An important finding was the SIR of 1.8 (95% CI 1.1, 2.6) for the non-AIDS-defining malignant neoplasms. Other studies identified a 2-3 fold risk of non-AIDS-defining malignant neoplasms among AIDS patients and an excess of liver cancer (Serraino et al, 2000), lung cancer (Grulich et al, 1999; Frisch et al, 2001) and skin cancers (Cooksley et al, 1999) among HIV-infected persons. Unlike several other studies, we did not find a significant excess of Hodgkin's disease (Cooksley et al, 1999; Grulich et al, 1999; Serraino et al, 2000; Frisch et al, 2001).
The possibility that some of the non-AIDS-defining neoplasms were extranodal lymphomas, or Kaposi's sarcomas that had been misdiagnosed or miscoded as other types of cancer, cannot be excluded. Most of the cancers in question, however, were recorded as being microscopically verified and the reliability of diagnostic coding for the Scottish Cancer Registry is high (Brewster et al, 1994).
In this study, it was impossible to associate cancers with immunodeficiency, lifestyle, deprivation or coinfection with another virus. Accordingly, the excess of lung cancer may be due to high rates of smoking among HIV-infected gay men and the excess of liver cancer may be related to HIV/hepatitis coinfection, especially among IDUs. In Scotland, the incidence of many cancers varies by deprivation category; however, deprivation scores were not available for the HIV cohort.

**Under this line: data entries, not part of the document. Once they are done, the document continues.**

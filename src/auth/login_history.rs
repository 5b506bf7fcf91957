//! # 登录历史
//!
//! 只追加的审计记录。写入在后台任务中进行，失败只记日志，不影响登录流程。

use chrono::Utc;
use entity::login_history;
use sea_orm::{ActiveModelTrait, ColumnTrait, DatabaseConnection, EntityTrait, QueryFilter, QueryOrder, QuerySelect, Set};
use std::fmt;
use std::sync::Arc;
use tokio::task::JoinHandle;

use super::session::ClientInfo;
use crate::error::Result;
use crate::logging::{LogComponent, LogStage};
use crate::lwarn;

/// 登录方式
#[derive(Debug, Clone, Copy, PartialEq, Eq)]
pub enum LoginMethod {
    Password,
    TwoFactor,
}

impl LoginMethod {
    #[must_use]
    pub const fn as_str(self) -> &'static str {
        match self {
            Self::Password => "password",
            Self::TwoFactor => "2fa",
        }
    }
}

impl fmt::Display for LoginMethod {
    fn fmt(&self, f: &mut fmt::Formatter<'_>) -> fmt::Result {
        f.write_str(self.as_str())
    }
}

/// 一次登录尝试
#[derive(Debug, Clone)]
pub struct LoginAttempt {
    pub user_id: i32,
    pub method: LoginMethod,
    pub success: bool,
    pub client: ClientInfo,
    pub failure_reason: Option<String>,
}

impl LoginAttempt {
    #[must_use]
    pub fn succeeded(user_id: i32, method: LoginMethod, client: &ClientInfo) -> Self {
        Self {
            user_id,
            method,
            success: true,
            client: client.clone(),
            failure_reason: None,
        }
    }

    #[must_use]
    pub fn failed(user_id: i32, method: LoginMethod, client: &ClientInfo, reason: &str) -> Self {
        Self {
            user_id,
            method,
            success: false,
            client: client.clone(),
            failure_reason: Some(reason.to_string()),
        }
    }
}

/// 登录历史记录器
#[derive(Clone)]
pub struct LoginHistory {
    db: Arc<DatabaseConnection>,
}

impl LoginHistory {
    #[must_use]
    pub const fn new(db: Arc<DatabaseConnection>) -> Self {
        Self { db }
    }

    /// 后台写入，调用方无需等待；返回的句柄仅供测试等待
    pub fn log_attempt(&self, attempt: LoginAttempt) -> JoinHandle<()> {
        let history = self.clone();
        tokio::spawn(async move {
            let user_id = attempt.user_id;
            if let Err(e) = history.record(&attempt).await {
                lwarn!(
                    "system",
                    LogStage::BackgroundTask,
                    LogComponent::LoginHistory,
                    "record_failed",
                    &format!("Failed to record login attempt for user {user_id}: {e}")
                );
            }
        })
    }

    /// 同步写入一条记录
    pub async fn record(&self, attempt: &LoginAttempt) -> Result<()> {
        login_history::ActiveModel {
            user_id: Set(attempt.user_id),
            login_method: Set(attempt.method.as_str().to_string()),
            success: Set(attempt.success),
            ip_address: Set(attempt.client.ip_address.clone()),
            user_agent: Set(attempt.client.user_agent.clone()),
            device_info: Set(Some(attempt.client.device_label().to_string())),
            failure_reason: Set(attempt.failure_reason.clone()),
            created_at: Set(Utc::now().naive_utc()),
            ..Default::default()
        }
        .insert(self.db.as_ref())
        .await?;
        Ok(())
    }

    /// 最近的登录记录，新的在前
    pub async fn recent(&self, user_id: i32, limit: u64) -> Result<Vec<login_history::Model>> {
        Ok(login_history::Entity::find()
            .filter(login_history::Column::UserId.eq(user_id))
            .order_by_desc(login_history::Column::CreatedAt)
            .order_by_desc(login_history::Column::Id)
            .limit(limit)
            .all(self.db.as_ref())
            .await?)
    }
}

The study method is subject to some potential biases. Persons belonging to the HIV cohort might have been subject to closer clinical scrutiny than those in the general population; this could have led to earlier diagnoses in the former. In contrast, emigration of any HIV-infected persons will have tended to underestimate cancer risk due to an overestimation of person-years at risk and the failure to ascertain and register any subsequent cancers arising in emigrants.

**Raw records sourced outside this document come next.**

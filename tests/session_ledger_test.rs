//! # 会话台账、登录历史与双因素开关测试

use entity::users;
use house_membership::auth::{
    ClientInfo, LoginAttempt, LoginHistory, LoginMethod, SessionLedger, TwoFactorGate,
};
use house_membership::testing::{UserFixture, create_test_db, init_test_env};
use rstest::rstest;
use sea_orm::{DatabaseConnection, EntityTrait};
use std::collections::HashSet;
use std::sync::Arc;

async fn setup() -> (Arc<DatabaseConnection>, users::Model) {
    init_test_env();
    let db = Arc::new(create_test_db().await.expect("create test db"));
    let user = UserFixture::new().insert(&db).await.expect("insert user");
    (db, user)
}

fn iphone() -> ClientInfo {
    ClientInfo {
        ip_address: Some("198.51.100.7".to_string()),
        user_agent: Some("Mozilla/5.0 (iPhone; CPU iPhone OS 17_0 like Mac OS X)".to_string()),
    }
}

#[tokio::test]
async fn sessions_get_unique_tokens_and_device_labels() {
    let (db, user) = setup().await;
    let ledger = SessionLedger::new(db, 30);

    let first = ledger.create_session(user.id, &iphone()).await.unwrap();
    let second = ledger.create_session(user.id, &ClientInfo::default()).await.unwrap();
    assert_ne!(first, second);
    assert_eq!(first.len(), 64);

    let sessions = ledger.list_active_sessions(user.id).await.unwrap();
    assert_eq!(sessions.len(), 2);
    let labels: HashSet<_> = sessions.iter().map(|s| s.device_info.as_str()).collect();
    assert!(labels.contains("iPhone"));
    assert!(labels.contains("Unknown Device"));
}

#[tokio::test]
async fn expired_sessions_are_never_listed_or_validated() {
    let (db, user) = setup().await;
    let expired_ledger = SessionLedger::new(db.clone(), -1);
    let ledger = SessionLedger::new(db, 30);

    let stale = expired_ledger.create_session(user.id, &iphone()).await.unwrap();
    let live = ledger.create_session(user.id, &iphone()).await.unwrap();

    let sessions = ledger.list_active_sessions(user.id).await.unwrap();
    assert_eq!(sessions.len(), 1);
    assert_eq!(sessions[0].session_token, live);
    assert!(ledger.validate(&stale).await.unwrap().is_none());
    assert!(ledger.validate(&live).await.unwrap().is_some());
}

#[rstest]
#[case(1)]
#[case(2)]
#[case(5)]
#[tokio::test]
async fn revoke_all_other_sessions_keeps_exactly_one(#[case] count: usize) {
    let (db, user) = setup().await;
    let other = UserFixture::new()
        .email("other@example.com")
        .insert(&db)
        .await
        .unwrap();
    let ledger = SessionLedger::new(db, 30);

    let mut tokens = Vec::new();
    for _ in 0..count {
        tokens.push(ledger.create_session(user.id, &iphone()).await.unwrap());
    }
    ledger.create_session(other.id, &iphone()).await.unwrap();
    let keep = tokens[count / 2].clone();

    let revoked = ledger.revoke_all_other_sessions(user.id, &keep).await.unwrap();
    assert_eq!(revoked, (count - 1) as u64);

    let remaining = ledger.list_active_sessions(user.id).await.unwrap();
    assert_eq!(remaining.len(), 1);
    assert_eq!(remaining[0].session_token, keep);
    assert_eq!(ledger.list_active_sessions(other.id).await.unwrap().len(), 1);
}

#[tokio::test]
async fn revoking_unknown_session_is_a_no_op() {
    let (db, user) = setup().await;
    let ledger = SessionLedger::new(db, 30);
    let token = ledger.create_session(user.id, &iphone()).await.unwrap();

    assert_eq!(ledger.revoke_session("no-such-token").await.unwrap(), 0);
    assert_eq!(ledger.revoke_session(&token).await.unwrap(), 1);
    assert!(ledger.list_active_sessions(user.id).await.unwrap().is_empty());
}

#[tokio::test]
async fn revoking_by_id_is_scoped_to_the_owner() {
    let (db, user) = setup().await;
    let other = UserFixture::new()
        .email("other@example.com")
        .insert(&db)
        .await
        .unwrap();
    let ledger = SessionLedger::new(db, 30);
    ledger.create_session(user.id, &iphone()).await.unwrap();
    let session_id = ledger.list_active_sessions(user.id).await.unwrap()[0].id;

    assert_eq!(ledger.revoke_user_session_by_id(other.id, session_id).await.unwrap(), 0);
    assert_eq!(ledger.revoke_user_session_by_id(user.id, session_id + 100).await.unwrap(), 0);
    assert_eq!(ledger.list_active_sessions(user.id).await.unwrap().len(), 1);

    assert_eq!(ledger.revoke_user_session_by_id(user.id, session_id).await.unwrap(), 1);
    assert!(ledger.list_active_sessions(user.id).await.unwrap().is_empty());
}

#[tokio::test]
async fn login_attempts_are_recorded_newest_first() {
    let (db, user) = setup().await;
    let history = LoginHistory::new(db);

    history
        .log_attempt(LoginAttempt::failed(
            user.id,
            LoginMethod::Password,
            &iphone(),
            "invalid_password",
        ))
        .await
        .unwrap();
    history
        .log_attempt(LoginAttempt::succeeded(user.id, LoginMethod::TwoFactor, &iphone()))
        .await
        .unwrap();

    let entries = history.recent(user.id, 10).await.unwrap();
    assert_eq!(entries.len(), 2);
    assert!(entries[0].success);
    assert_eq!(entries[0].login_method, "2fa");
    assert!(!entries[1].success);
    assert_eq!(entries[1].failure_reason.as_deref(), Some("invalid_password"));
    assert_eq!(entries[1].device_info.as_deref(), Some("iPhone"));
}

#[tokio::test]
async fn failed_audit_write_never_reaches_the_caller() {
    let (db, user) = setup().await;
    let history = LoginHistory::new(db);
    let orphan = LoginAttempt::failed(
        user.id + 1000,
        LoginMethod::Password,
        &iphone(),
        "invalid_password",
    );

    assert!(history.record(&orphan).await.is_err());
    assert!(history.log_attempt(orphan).await.is_ok());
    assert!(history.recent(user.id + 1000, 10).await.unwrap().is_empty());
}

#[tokio::test]
async fn two_factor_enable_and_disable_move_as_a_pair() {
    let (db, user) = setup().await;
    let gate = TwoFactorGate::new(db.clone(), "The 33rd House");

    gate.enable(user.id, "SECRETXYZ").await.unwrap();
    assert!(gate.is_enabled(user.id).await.unwrap());
    let stored = users::Entity::find_by_id(user.id).one(db.as_ref()).await.unwrap().unwrap();
    assert_eq!(stored.two_factor_secret.as_deref(), Some("SECRETXYZ"));

    gate.disable(user.id).await.unwrap();
    assert!(!gate.is_enabled(user.id).await.unwrap());
    let stored = users::Entity::find_by_id(user.id).one(db.as_ref()).await.unwrap().unwrap();
    assert!(!stored.two_factor_enabled);
    assert_eq!(stored.two_factor_secret, None);
}

#[tokio::test]
async fn generated_secret_verifies_current_code() {
    let (db, _user) = setup().await;
    let gate = TwoFactorGate::new(db, "The 33rd House");

    let setup = gate.generate_secret("seeker@example.com").unwrap();
    assert!(setup.otpauth_url.starts_with("otpauth://totp/"));

    let code = TwoFactorGate::current_code(&setup.secret).unwrap();
    assert_eq!(code.len(), 6);
    assert!(TwoFactorGate::verify(&code, &setup.secret));
    assert!(!TwoFactorGate::verify("not-a-code", &setup.secret));
    assert!(!TwoFactorGate::verify(&code, "%%% not base32 %%%"));
}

Since the aim of the investigation was to determine the natural history of neoplasia incidence among a national HIV cohort, the linkage was not extended beyond 1996, the time when Highly Active Anti-Retroviral Therapy (HAART) became widely administered in Scotland. The investigators plan to repeat the linkage to determine how much the incidence of neoplasia has changed during the era of HAART.
The authors thank Professor Charles Gillis, whose enthusiasm provided the impetus for this research. They are also grateful to the members of the Bloodborne Virus Team at SCIEH, the Record Linkage Group at ISD and the Cancer Registry staff for all their expertise.